Influence of InfiniBand FDR on the Performance of Remote GPU Virtualization
Universitat Jaume I, Castellon, Spain 12071
IEEE Cluster, 2013
@article{reano2013influence,
title={Influence of InfiniBand FDR on the Performance of Remote GPU Virtualization},
author={Reano, C and Mayo, R and Quintana-Ort{i}, ES and Silla, F and Duato, J and Pena, AJ},
year={2013}
}
The use of GPUs to accelerate general-purpose scientific and engineering applications is mainstream today, but their adoption in current high-performance computing clusters is impaired primarily by acquisition costs and power consumption.
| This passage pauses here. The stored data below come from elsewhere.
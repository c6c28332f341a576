//! Resumable upload storage backend.
//!
//! Adapts the tus resumable-upload protocol onto an S3-compatible object
//! store. [`UploadStore`] is the top-level entry point (C5 in the design);
//! it orchestrates the object-store client ([`crate::s3::S3Client`]), the
//! metadata sidecar ([`metadata::MetadataStore`]), the stream splitter
//! ([`splitter::StreamSplitter`]), and the part coordinator
//! ([`coordinator::PartCoordinator`]).

pub mod coordinator;
pub mod lifecycle;
pub mod metadata;
pub mod splitter;

pub use lifecycle::{UploadStore, UploadStoreConfig};
pub use metadata::{MetadataStore, UploadSession};

use async_trait::async_trait;
use serde::{Deserialize, Serialize};
use std::collections::HashMap;
use thiserror::Error;

/// tus protocol extensions this backend declares support for. Dispatching
/// them onto HTTP verbs is the job of the (out-of-scope) front end.
pub const SUPPORTED_EXTENSIONS: &[&str] =
    &["creation", "creation-with-upload", "creation-defer-length"];

/// S3's floor for a non-final multipart part.
pub const MIN_PART_SIZE: u64 = 5 * 1024 * 1024;

/// S3's limit on the number of parts in one multipart upload.
pub const MAX_PARTS: u32 = 10_000;

/// A tus upload: the data that survives in the `{id}.info` sidecar.
#[derive(Debug, Clone, Serialize, Deserialize, PartialEq, Eq)]
pub struct Upload {
    pub id: String,
    pub upload_length: Option<u64>,
    #[serde(default)]
    pub upload_defer_length: bool,
    #[serde(default)]
    pub upload_metadata: Option<String>,
    #[serde(default)]
    pub creation_date: Option<String>,
}

/// The current offset of an upload, reconstructed from S3's part listing.
#[derive(Debug, Clone)]
pub struct UploadOffset {
    pub upload: Upload,
    pub size: u64,
    pub parts: Vec<crate::s3::S3Part>,
}

/// One decoded entry from a tus `Upload-Metadata` header.
#[derive(Debug, Clone, PartialEq, Eq)]
pub struct MetadataEntry {
    pub encoded: String,
    pub decoded: Option<String>,
}

/// Parse the tus metadata wire format: comma-separated `key base64(value)`
/// pairs. A key with no value (just the bare name) yields `decoded: None`.
pub fn parse_metadata_string(raw: &str) -> HashMap<String, MetadataEntry> {
    let mut result = HashMap::new();
    if raw.trim().is_empty() {
        return result;
    }

    for entry in raw.split(',') {
        let entry = entry.trim();
        if entry.is_empty() {
            continue;
        }
        let mut parts = entry.splitn(2, ' ');
        let key = match parts.next() {
            Some(k) if !k.is_empty() => k.to_string(),
            _ => continue,
        };
        let encoded = parts.next().unwrap_or("").to_string();
        let decoded = if encoded.is_empty() {
            None
        } else {
            use base64::Engine;
            base64::engine::general_purpose::STANDARD
                .decode(&encoded)
                .ok()
                .map(|bytes| String::from_utf8_lossy(&bytes).into_owned())
        };

        result.insert(key, MetadataEntry { encoded, decoded });
    }

    result
}

/// Replace non-ASCII bytes with `?`, the coercion S3 user metadata requires
/// (invariant I5). The original string is unaffected; only what reaches the
/// `x-amz-meta-*` header is coerced.
pub fn ascii_coerce(value: &str) -> String {
    value
        .chars()
        .map(|c| if c.is_ascii() { c } else { '?' })
        .collect()
}

/// Error kinds surfaced by the upload backend (see the error-kind table).
#[derive(Error, Debug)]
pub enum StoreError {
    #[error("bucket is missing or unreachable")]
    BucketMissing,

    #[error("upload '{0}' not found")]
    FileNotFound(String),

    #[error("request timed out mid-upload")]
    RequestTimeout,

    #[error("no such multipart upload")]
    NoSuchUpload,

    #[error("object-store transport error: {0}")]
    Transport(#[from] crate::s3::S3ClientError),

    #[error("filesystem error: {0}")]
    Filesystem(#[from] std::io::Error),

    #[error("metadata serialization error: {0}")]
    Serialization(#[from] serde_json::Error),

    #[error("{0}")]
    Other(String),
}

impl StoreError {
    /// Classify an [`crate::s3::S3ClientError`] into a domain error. The
    /// same HTTP status means different things depending on which call
    /// produced it, so the caller supplies the interpretation for a plain
    /// 404 via `not_found`.
    pub fn classify(err: crate::s3::S3ClientError, not_found: StoreError) -> StoreError {
        match err.code() {
            Some("NoSuchUpload") => StoreError::NoSuchUpload,
            Some("RequestTimeout") => StoreError::RequestTimeout,
            Some("NoSuchBucket") => StoreError::BucketMissing,
            _ => match err.status() {
                Some(404) => not_found,
                Some(408) => StoreError::RequestTimeout,
                _ => StoreError::Transport(err),
            },
        }
    }
}

/// The interface a tus HTTP front end depends on, so it need not know this
/// backend is S3-backed. Out of scope: routing HTTP verbs onto these calls.
#[async_trait]
pub trait UploadBackend: Send + Sync {
    async fn create(&self, upload: Upload) -> Result<Upload, StoreError>;

    async fn write(
        &self,
        id: &str,
        readable: crate::store::splitter::ByteStream,
    ) -> Result<u64, StoreError>;

    async fn get_offset(&self, id: &str) -> Result<UploadOffset, StoreError>;

    async fn declare_upload_length(&self, id: &str, length: u64) -> Result<(), StoreError>;
}

#[cfg(test)]
mod tests {
    use super::*;

    #[test]
    fn test_parse_metadata_string_empty() {
        assert!(parse_metadata_string("").is_empty());
        assert!(parse_metadata_string("   ").is_empty());
    }

    #[test]
    fn test_parse_metadata_string_basic() {
        let raw = "filename d29ybGRfZG9taW5hdGlvbl9wbGFuLnBkZg==,is_confidential";
        let parsed = parse_metadata_string(raw);

        let filename = parsed.get("filename").unwrap();
        assert_eq!(filename.decoded.as_deref(), Some("world_domination_plan.pdf"));

        let flag = parsed.get("is_confidential").unwrap();
        assert_eq!(flag.encoded, "");
        assert_eq!(flag.decoded, None);
    }

    #[test]
    fn test_parse_metadata_string_content_type() {
        let raw = "contentType dGV4dC9wbGFpbg==";
        let parsed = parse_metadata_string(raw);
        assert_eq!(parsed.get("contentType").unwrap().decoded.as_deref(), Some("text/plain"));
    }

    #[test]
    fn test_ascii_coerce_replaces_non_ascii() {
        assert_eq!(ascii_coerce("héllo"), "h?llo");
        assert_eq!(ascii_coerce("plain"), "plain");
    }

    #[test]
    fn test_classify_no_such_upload_by_code() {
        let err = crate::s3::S3ClientError::Response {
            status: 404,
            code: Some("NoSuchUpload".into()),
            message: "gone".into(),
        };
        assert!(matches!(
            StoreError::classify(err, StoreError::FileNotFound("x".into())),
            StoreError::NoSuchUpload
        ));
    }

    #[test]
    fn test_classify_plain_404_uses_caller_supplied_kind() {
        let err = crate::s3::S3ClientError::Response {
            status: 404,
            code: None,
            message: "missing".into(),
        };
        assert!(matches!(
            StoreError::classify(err, StoreError::BucketMissing),
            StoreError::BucketMissing
        ));
    }

    #[test]
    fn test_classify_request_timeout_by_status() {
        let err = crate::s3::S3ClientError::Response {
            status: 408,
            code: None,
            message: "timed out".into(),
        };
        assert!(matches!(
            StoreError::classify(err, StoreError::FileNotFound("x".into())),
            StoreError::RequestTimeout
        ));
    }
}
Therefore, the benefits of sharing a reduced number of GPUs among all the nodes of a cluster can be remarkable for many applications. This approach, usually referred to as remote GPU virtualization, aims at reducing the number of GPUs present in a cluster, while increasing their utilization rate. The performance of the interconnection network is key to achieving reasonable performance results by means of remote GPU virtualization. To this end, several networking technologies with throughput comparable to that of PCI Express have appeared recently. In this paper we analyze the influence of InfiniBand FDR on the performance of remote GPU virtualization, comparing its impact on a variety of GPU-accelerated applications with other networking technologies, such as Infini-Band QDR and Gigabit Ethernet. Given the severe limitations of freely available remote GPU virtualization solutions, the rCUDA framework is used as the case study for this analysis. Results show that the new FDR interconnect, featuring higher bandwidth than its predecessors, allows the reduction of the overhead of using GPUs remotely, thus making this approach even more appealing.